2 Replies Latest reply on Dec 1, 2014 8:18 AM by shawkins

    Accessing internal materialized views in Teiid

    fhajaj

      Hello,

      We're using internal materialized tables in our application. Can we persist those internal tables to disk similar to persisting cached result set?

       

      Does Teiid provide access to the internal tables: can we insert/update/delete data into it? I saw that internal view can be set as updatable but this is limited to updating a single row, correct ?

       

      Thank you.

        • 1. Re: Accessing internal materialized views in Teiid
          jstastny

          Hi Fadi,

           

          have you considered using External materialization? External Materialization - Teiid 8.9 - Project Documentation Editor This would solve your need to persist internal tables.

           

          You can replace your internal views or it may be feasible to create another layer of materialization like this:

          CREATE VIEW external_view_table (<COLUMNS>)  OPTIONS (<OPTIONS>) AS SELECT * FROM current_internal_view;

          I checked that it works, but I don't know whether this has some pitfalls or not.

           

          Also External materialization gives you better control over the data loading. Thus you can write the definition query in a way that rows inserted directly to the materialized table stay there even after reload of the view (moreover as it is real db table, you can do anything with it, create trigger, etc...).

          Jan

          • 2. Re: Accessing internal materialized views in Teiid
            shawkins

            > Can we persist those internal tables to disk similar to persisting cached result set?

             

            They spill to disk just like result set caching through the buffer manager.  So even up to hundreds of gigabytes in size should be fine.

             

            > Does Teiid provide access to the internal tables: can we insert/update/delete data into it?

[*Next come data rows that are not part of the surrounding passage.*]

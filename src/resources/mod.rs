//! Reading model assets from disk or the network and turning them into scene nodes.
//!
//! Fetching and decoding ([`fetch_model`]) is plain CPU work that may run on
//! any executor. Uploading ([`upload_model`]) needs the device and queue and
//! runs on the event loop thread.

use std::{collections::BTreeSet, sync::Arc};

use anyhow::bail;
use futures::channel::mpsc::UnboundedSender;

use crate::{
    data_structures::scene_graph::{to_scene_node, ContainerNode, SceneNode},
    loader::{LoadError, LoadProgress},
};

pub mod texture;

/// Where asset paths are resolved from: `./assets` natively, `{origin}/assets`
/// on the web.
#[derive(Clone, Debug, PartialEq, Eq)]
pub struct AssetSource {
    root: String,
}

impl AssetSource {
    pub fn new(root: impl Into<String>) -> Self {
        Self { root: root.into() }
    }

    pub fn root(&self) -> &str {
        &self.root
    }

    /// Join `relative` onto the asset root.
    pub fn resolve(&self, relative: &str) -> String {
        let root = self.root.trim_end_matches('/');
        let relative = relative.trim_start_matches("./").trim_start_matches('/');
        if root.is_empty() {
            relative.to_string()
        } else {
            format!("{root}/{relative}")
        }
    }

    pub async fn load_binary(&self, relative: &str) -> Result<Vec<u8>, LoadError> {
        let location = self.resolve(relative);

        #[cfg(target_arch = "wasm32")]
        let data = {
            let fetch_error = |err: reqwest::Error| LoadError::Fetch {
                url: location.clone(),
                message: err.to_string(),
            };
            reqwest::get(&location)
                .await
                .and_then(reqwest::Response::error_for_status)
                .map_err(fetch_error)?
                .bytes()
                .await
                .map_err(fetch_error)?
                .to_vec()
        };
        #[cfg(not(target_arch = "wasm32"))]
        let data = tokio::fs::read(&location)
            .await
            .map_err(|source| LoadError::Io {
                path: location.clone(),
                source,
            })?;

        Ok(data)
    }

    /// Size in bytes of `relative`, if the source can tell without reading it.
    pub async fn content_length(&self, relative: &str) -> Option<u64> {
        let location = self.resolve(relative);

        #[cfg(target_arch = "wasm32")]
        let size = match reqwest::Client::new().head(&location).send().await {
            Ok(response) if response.status().is_success() => response
                .headers()
                .get(reqwest::header::CONTENT_LENGTH)
                .and_then(|value| value.to_str().ok())
                .and_then(|value| value.parse::<u64>().ok()),
            _ => None,
        };
        #[cfg(not(target_arch = "wasm32"))]
        let size = tokio::fs::metadata(&location)
            .await
            .ok()
            .map(|metadata| metadata.len());

        size
    }
}

impl Default for AssetSource {
    fn default() -> Self {
        #[cfg(target_arch = "wasm32")]
        {
            let origin = web_sys::window()
                .and_then(|window| window.location().origin().ok())
                .unwrap_or_default();
            Self::new(format!("{origin}/assets"))
        }
        #[cfg(not(target_arch = "wasm32"))]
        {
            // the build bundles a copy for binaries started elsewhere
            match option_env!("VITRINE_ASSET_DIR") {
                Some(bundled) if !std::path::Path::new("./assets").is_dir() => Self::new(bundled),
                _ => Self::new("./assets"),
            }
        }
    }
}

/// A parsed glTF document with every buffer and base colour image it needs.
pub struct ModelAsset {
    /// Path relative to the asset root, used for labels.
    pub path: String,
    pub document: gltf::Document,
    pub buffers: Vec<Vec<u8>>,
    /// Decoded images indexed like `document.images()`. Only images used as a
    /// base colour texture are decoded.
    pub images: Vec<Option<image::DynamicImage>>,
}

impl std::fmt::Debug for ModelAsset {
    fn fmt(&self, f: &mut std::fmt::Formatter<'_>) -> std::fmt::Result {
        f.debug_struct("ModelAsset")
            .field("path", &self.path)
            .field("buffers", &self.buffers.len())
            .field("images", &self.images.iter().flatten().count())
            .finish()
    }
}

impl ModelAsset {
    /// Number of nodes in the default scene that carry a mesh.
    pub fn mesh_node_count(&self) -> usize {
        fn count(node: gltf::Node) -> usize {
            node.mesh().is_some() as usize + node.children().map(count).sum::<usize>()
        }
        self.scene()
            .map(|scene| scene.nodes().map(count).sum())
            .unwrap_or(0)
    }

    pub fn scene(&self) -> Option<gltf::Scene<'_>> {
        self.document
            .default_scene()
            .or_else(|| self.document.scenes().next())
    }
}

/// Directory part of `path`, without the trailing slash.
fn parent_dir(path: &str) -> &str {
    path.rsplit_once('/').map(|(dir, _)| dir).unwrap_or("")
}

fn resolve_uri(dir: &str, uri: &str) -> Result<String, LoadError> {
    if uri.starts_with("data:") {
        let head: String = uri.chars().take(32).collect();
        return Err(LoadError::UnsupportedUri(head));
    }
    Ok(if dir.is_empty() {
        uri.to_string()
    } else {
        format!("{dir}/{uri}")
    })
}

fn decode_image(bytes: &[u8], mime_type: Option<&str>, name: &str) -> Result<image::DynamicImage, LoadError> {
    let decoded = match mime_type.and_then(image::ImageFormat::from_mime_type) {
        Some(format) => image::load_from_memory_with_format(bytes, format),
        None => image::load_from_memory(bytes),
    };
    decoded.map_err(|source| LoadError::Image {
        name: name.to_string(),
        source,
    })
}

fn report(progress_tx: &UnboundedSender<LoadProgress>, progress: LoadProgress) {
    log::debug!(
        "Model load progress {}/{} ({:.0}%)",
        progress.loaded,
        progress.total,
        progress.percent()
    );
    // the receiver may already be gone after a dispose
    let _ = progress_tx.unbounded_send(progress);
}

/// Fetch the glTF document at `path` plus its external buffers and base colour images.
///
/// Progress is reported in bytes: once the document is parsed, then after each
/// external resource. Sizes come from [`AssetSource::content_length`], falling
/// back to the declared buffer length or zero for images.
pub async fn fetch_model(
    source: &AssetSource,
    path: &str,
    progress_tx: UnboundedSender<LoadProgress>,
) -> Result<ModelAsset, LoadError> {
    let bytes = source.load_binary(path).await?;
    let gltf::Gltf { document, blob } =
        gltf::Gltf::from_slice(&bytes).map_err(|source| LoadError::Gltf {
            path: path.to_string(),
            source,
        })?;
    let dir = parent_dir(path);

    let base_colour_images: BTreeSet<usize> = document
        .materials()
        .filter_map(|material| material.pbr_metallic_roughness().base_color_texture())
        .map(|info| info.texture().source().index())
        .collect();

    let mut total = bytes.len() as u64;
    for buffer in document.buffers() {
        if let gltf::buffer::Source::Uri(uri) = buffer.source() {
            let size = source.content_length(&resolve_uri(dir, uri)?).await;
            total += size.unwrap_or(buffer.length() as u64);
        }
    }
    for image in document.images() {
        if !base_colour_images.contains(&image.index()) {
            continue;
        }
        if let gltf::image::Source::Uri { uri, .. } = image.source() {
            let size = source.content_length(&resolve_uri(dir, uri)?).await;
            total += size.unwrap_or(0);
        }
    }

    let mut progress = LoadProgress {
        loaded: bytes.len() as u64,
        total,
    };
    report(&progress_tx, progress);
    let mut arrived = |len: usize| {
        progress.loaded += len as u64;
        progress.total = progress.total.max(progress.loaded);
        report(&progress_tx, progress);
    };

    let mut buffers = Vec::new();
    for buffer in document.buffers() {
        let data = match buffer.source() {
            gltf::buffer::Source::Bin => blob
                .as_deref()
                .ok_or(LoadError::MissingBuffer {
                    index: buffer.index(),
                })?
                .to_vec(),
            gltf::buffer::Source::Uri(uri) => {
                let data = source.load_binary(&resolve_uri(dir, uri)?).await?;
                arrived(data.len());
                data
            }
        };
        if data.len() < buffer.length() {
            return Err(LoadError::MissingBuffer {
                index: buffer.index(),
            });
        }
        buffers.push(data);
    }

    let mut images = vec![None; document.images().len()];
    for image in document.images() {
        if !base_colour_images.contains(&image.index()) {
            continue;
        }
        let decoded = match image.source() {
            gltf::image::Source::View { view, mime_type } => {
                let buffer = buffers
                    .get(view.buffer().index())
                    .ok_or(LoadError::MissingBuffer {
                        index: view.buffer().index(),
                    })?;
                let bytes = buffer
                    .get(view.offset()..view.offset() + view.length())
                    .ok_or(LoadError::MissingBuffer {
                        index: view.buffer().index(),
                    })?;
                let name = image
                    .name()
                    .map(str::to_string)
                    .unwrap_or_else(|| format!("{path}#image{}", image.index()));
                decode_image(bytes, Some(mime_type), &name)?
            }
            gltf::image::Source::Uri { uri, mime_type } => {
                let location = resolve_uri(dir, uri)?;
                let bytes = source.load_binary(&location).await?;
                arrived(bytes.len());
                decode_image(&bytes, mime_type, &location)?
            }
        };
        images[image.index()] = Some(decoded);
    }

    // sizes announced larger than what arrived
    if progress.loaded < progress.total {
        progress.total = progress.loaded;
        report(&progress_tx, progress);
    }

    Ok(ModelAsset {
        path: path.to_string(),
        document,
        buffers,
        images,
    })
}

/// Upload a fetched asset and build its node tree. Several root nodes are
/// grouped under one container named after the asset.
pub fn upload_model(
    asset: &ModelAsset,
    device: &wgpu::Device,
    queue: &wgpu::Queue,
    material_layout: &wgpu::BindGroupLayout,
) -> anyhow::Result<Box<dyn SceneNode>> {
    let materials: Arc<[_]> = texture::load_materials(asset, device, queue, material_layout)?.into();

    let Some(scene) = asset.scene() else {
        bail!("{} contains no scene", asset.path);
    };
    let mut roots: Vec<Box<dyn SceneNode>> = scene
        .nodes()
        .map(|node| to_scene_node(node, &asset.buffers, device, &materials))
        .collect();

    let root = match roots.len() {
        0 => bail!("{} has an empty scene", asset.path),
        1 => roots.remove(0),
        _ => {
            let mut container = ContainerNode::new(&asset.path);
            container.children = roots;
            Box::new(container)
        }
    };
    Ok(root)
}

I saw that internal view can be set as updatable but this is limited to updating a single row, correct ?

             

            No we don't currently provide access directly to the internal table.  And yes there is an update procedure for a single row or in 8.9 for a batch of rows.

             

            Jan's response is also good.  If you need more control and want the materialization to be non-transient, then external materialization is the way to go.